About this exercise
Scan the records for the string "entry". State how many lines contain it and add nothing.

======== Provided records ========

//! Local filesystem object store.

use async_trait::async_trait;
use chrono::{DateTime, Utc};
use log::debug;
use sha2::{Digest, Sha256};
use std::path::{Component, Path, PathBuf};
use std::time::Duration;
use tokio::fs;
use walkdir::WalkDir;

use super::traits::DEFAULT_MAX_KEYS;
use super::{ObjectInfo, ObjectStore, StorageError, StorageResult};

/// Object store rooted at a local directory. Keys map to relative paths.
#[derive(Debug, Clone)]
pub struct LocalObjectStore {
    root: PathBuf,
    signing_key: String,
    base_url: String,
}

impl LocalObjectStore {
    pub fn new(root: impl Into<PathBuf>) -> Self {
        Self {
            root: root.into(),
            signing_key: String::new(),
            base_url: "file://".to_string(),
        }
    }

    /// Secret and URL prefix used for presigned download URLs.
    pub fn with_signing(mut self, signing_key: impl Into<String>, base_url: impl Into<String>) -> Self {
        self.signing_key = signing_key.into();
        self.base_url = base_url.into().trim_end_matches('/').to_string();
        self
    }

    pub fn root(&self) -> &Path {
        &self.root
    }

    fn path_for(&self, key: &str) -> StorageResult<PathBuf> {
        let relative = key.trim_start_matches('/');
        if relative.is_empty() {
            return Err(StorageError::InvalidKey(key.to_string()));
        }
        let rel_path = Path::new(relative);
        if rel_path
            .components()
            .any(|c| !matches!(c, Component::Normal(_)))
        {
            return Err(StorageError::InvalidKey(key.to_string()));
        }
        Ok(self.root.join(rel_path))
    }

    fn signature(&self, key: &str, expires: i64) -> String {
        let mut hasher = Sha256::new();
        hasher.update(self.signing_key.as_bytes());
        hasher.update(b"\n");
        hasher.update(key.as_bytes());
        hasher.update(b"\n");
        hasher.update(expires.to_string().as_bytes());
        hex::encode(hasher.finalize())
    }

    /// Check a presigned URL's signature and expiry.
    pub fn verify_presigned(&self, key: &str, expires: i64, signature: &str) -> bool {
        expires >= Utc::now().timestamp() && self.signature(key, expires) == signature
    }
}

fn not_found(key: &str) -> impl FnOnce(std::io::Error) -> StorageError + '_ {
    move |e| {
        if e.kind() == std::io::ErrorKind::NotFound {
            StorageError::NotFound(key.to_string())
        } else {
            StorageError::Io(e)
        }
    }
}

fn system_time_to_chrono(time: std::time::SystemTime) -> Option<DateTime<Utc>> {
    time.duration_since(std::time::UNIX_EPOCH)
        .ok()
        .and_then(|d| DateTime::from_timestamp(d.as_secs() as i64, d.subsec_nanos()))
}

/// Walk the store and return every file plus a marker for each empty directory.
fn walk(root: &Path, prefix: &str) -> StorageResult<Vec<ObjectInfo>> {
    if !root.exists() {
        return Ok(Vec::new());
    }

    let mut objects = Vec::new();
    for entry in WalkDir::new(root).min_depth(1) {
        let entry = entry.map_err(|e| StorageError::Backend(e.to_string()))?;
        let Ok(relative) = entry.path().strip_prefix(root) else {
            continue;
        };
        let key = relative
            .components()
            .map(|c| c.as_os_str().to_string_lossy())
            .collect::<Vec<_>>()
            .join("/");

        let meta = entry
            .metadata()
            .map_err(|e| StorageError::Backend(e.to_string()))?;
        let info = if meta.is_dir() {
            let empty = std::fs::read_dir(entry.path())?.next().is_none();
            if !empty {
                continue;
            }
            ObjectInfo::directory(format!("{key}/"))
        } else {
            ObjectInfo::file(key, meta.len())
        };
        if !info.key.starts_with(prefix) {
            continue;
        }
        let info = match meta.modified().ok().and_then(system_time_to_chrono) {
            Some(dt) => info.with_modified(dt),
            None => info,
        };
        objects.push(info);
    }

    objects.sort_by(|a, b| a.key.cmp(&b.key));
    Ok(objects)
}

#[async_trait]
impl ObjectStore for LocalObjectStore {
    async fn upload(&self, key: &str, data: &[u8], _content_type: &str) -> StorageResult<()> {
        let path = self.path_for(key)?;
        if key.ends_with('/') {
            fs::create_dir_all(&path).await?;
            return Ok(());
        }
        if let Some(parent) = path.parent() {
            fs::create_dir_all(parent).await?;
        }
        fs::write(&path, data).await?;
        debug!("Stored {} bytes at {}", data.len(), key);
        Ok(())
    }

    async fn download(&self, key: &str) -> StorageResult<Vec<u8>> {
        let path = self.path_for(key)?;
        fs::read(&path).await.map_err(not_found(key))
    }

    async fn delete(&self, key: &str) -> StorageResult<()> {
        let path = self.path_for(key)?;
        let result = if key.ends_with('/') {
            fs::remove_dir(&path).await
        } else {
            fs::remove_file(&path).await
        };
        match result {
            Ok(()) => {
                debug!("Deleted {}", key);
                Ok(())
            }
            Err(e) if e.kind() == std::io::ErrorKind::NotFound => Ok(()),
            // A directory marker whose directory still holds objects.
            Err(_) if key.ends_with('/') => Ok(()),
            Err(e) => Err(StorageError::Io(e)),
        }
    }

    async fn delete_prefix(&self, prefix: &str) -> StorageResult<()> {
        if prefix.ends_with('/') {
            let path = self.path_for(prefix)?;
            return match fs::remove_dir_all(&path).await {
                Err(e) if e.kind() != std::io::ErrorKind::NotFound => Err(StorageError::Io(e)),
                _ => {
                    debug!("Deleted prefix {}", prefix);
                    Ok(())
                }
            };
        }
        for object in self.list_all(prefix).await? {
            self.delete(&object.key).await?;
        }
        Ok(())
    }

    async fn list(
        &self,
        prefix: &str,
        delimiter: Option<&str>,
        max_keys: usize,
    ) -> StorageResult<Vec<ObjectInfo>> {
        let prefix = prefix.trim_start_matches('/');
        let limit = if max_keys == 0 {
            DEFAULT_MAX_KEYS
        } else {
            max_keys
        };
        let all = self.list_all(prefix).await?;

        let Some(delim) = delimiter.filter(|d| !d.is_empty()) else {
            return Ok(all.into_iter().take(limit).collect());
        };

        let mut out: Vec<ObjectInfo> = Vec::new();
        for object in all {
            let rest = &object.key[prefix.len()..];
            match rest.find(delim) {
                Some(idx) => {
                    let common = format!("{}{}", prefix, &rest[..idx + delim.len()]);
                    if out.last().map(|o| o.key.as_str()) != Some(common.as_str()) {
                        out.push(ObjectInfo::directory(common));
                    }
                }
                None => out.push(object),
            }
            if out.len() >= limit {
                break;
            }
        }
        Ok(out)
    }

    async fn list_all(&self, prefix: &str) -> StorageResult<Vec<ObjectInfo>> {
        let root = self.root.clone();
        let prefix = prefix.trim_start_matches('/').to_string();
        tokio::task::spawn_blocking(move || walk(&root, &prefix))
            .await
            .map_err(|e| StorageError::Backend(format!("listing task failed: {e}")))?
    }

    async fn presigned_url(&self, key: &str, expiry: Duration) -> StorageResult<String> {
        self.path_for(key)?;
        let expires = Utc::now().timestamp() + expiry.as_secs() as i64;
        Ok(format!(
            "{}/{}?expires={}&signature={}",
            self.base_url,
            key.trim_start_matches('/'),
            expires,
            self.signature(key, expires)
        ))
    }

    async fn copy(&self, src_key: &str, dst_key: &str) -> StorageResult<()> {
        let src = self.path_for(src_key)?;
        let dst = self.path_for(dst_key)?;
        if let Some(parent) = dst.parent() {
            fs::create_dir_all(parent).await?;
        }
        fs::copy(&src, &dst).await.map_err(not_found(src_key))?;
        debug!("Copied {} to {}", src_key, dst_key);
        Ok(())
    }

    async fn object_size(&self, key: &str) -> StorageResult<u64> {
        let path = self.path_for(key)?;
        let meta = fs::metadata(&path).await.map_err(not_found(key))?;
        Ok(meta.len())
    }
}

========

Finished task
5